Which lines in the records below contain the word "element"? Return each of them.

###

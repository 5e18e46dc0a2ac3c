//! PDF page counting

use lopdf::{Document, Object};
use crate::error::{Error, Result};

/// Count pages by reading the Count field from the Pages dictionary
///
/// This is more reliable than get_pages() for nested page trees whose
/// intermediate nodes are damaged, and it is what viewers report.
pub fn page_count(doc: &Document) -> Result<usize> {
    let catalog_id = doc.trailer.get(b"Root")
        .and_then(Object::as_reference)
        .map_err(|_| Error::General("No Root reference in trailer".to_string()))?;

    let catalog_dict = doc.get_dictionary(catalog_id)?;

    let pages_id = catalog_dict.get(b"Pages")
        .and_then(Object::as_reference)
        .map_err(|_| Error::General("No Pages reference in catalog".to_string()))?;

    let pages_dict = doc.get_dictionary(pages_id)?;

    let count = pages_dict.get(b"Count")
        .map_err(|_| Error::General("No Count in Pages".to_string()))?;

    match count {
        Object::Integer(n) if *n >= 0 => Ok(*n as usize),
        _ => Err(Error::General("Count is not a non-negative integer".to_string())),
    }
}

###

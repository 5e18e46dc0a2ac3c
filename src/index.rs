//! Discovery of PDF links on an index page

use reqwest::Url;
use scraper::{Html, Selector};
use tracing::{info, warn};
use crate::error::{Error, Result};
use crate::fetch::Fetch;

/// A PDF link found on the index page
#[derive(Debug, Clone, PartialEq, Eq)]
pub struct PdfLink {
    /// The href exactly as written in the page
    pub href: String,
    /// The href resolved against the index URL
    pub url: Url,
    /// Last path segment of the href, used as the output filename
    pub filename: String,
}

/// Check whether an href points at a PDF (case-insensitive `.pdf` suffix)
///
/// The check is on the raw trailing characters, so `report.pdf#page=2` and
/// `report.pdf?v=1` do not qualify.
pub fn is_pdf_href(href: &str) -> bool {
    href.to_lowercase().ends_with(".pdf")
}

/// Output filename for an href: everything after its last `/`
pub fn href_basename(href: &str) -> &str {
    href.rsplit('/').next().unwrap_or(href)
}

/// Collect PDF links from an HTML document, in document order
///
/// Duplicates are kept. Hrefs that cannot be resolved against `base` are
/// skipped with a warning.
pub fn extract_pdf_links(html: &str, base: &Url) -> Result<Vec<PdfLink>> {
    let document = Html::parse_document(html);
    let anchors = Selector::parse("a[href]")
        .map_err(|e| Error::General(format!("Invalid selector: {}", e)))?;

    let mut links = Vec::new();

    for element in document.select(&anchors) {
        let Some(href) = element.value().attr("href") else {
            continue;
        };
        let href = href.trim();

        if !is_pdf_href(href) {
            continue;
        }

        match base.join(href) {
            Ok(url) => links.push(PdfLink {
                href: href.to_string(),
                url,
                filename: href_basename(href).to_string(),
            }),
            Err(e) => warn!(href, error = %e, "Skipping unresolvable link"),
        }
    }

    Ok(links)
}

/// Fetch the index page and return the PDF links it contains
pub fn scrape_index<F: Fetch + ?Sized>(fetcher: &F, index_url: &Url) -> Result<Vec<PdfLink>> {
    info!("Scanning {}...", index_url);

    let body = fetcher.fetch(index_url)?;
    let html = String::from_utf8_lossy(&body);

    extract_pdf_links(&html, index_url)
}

###

## RESPONSE AREA
    for element in document.select(&anchors) {
        let Some(href) = element.value().attr("href") else {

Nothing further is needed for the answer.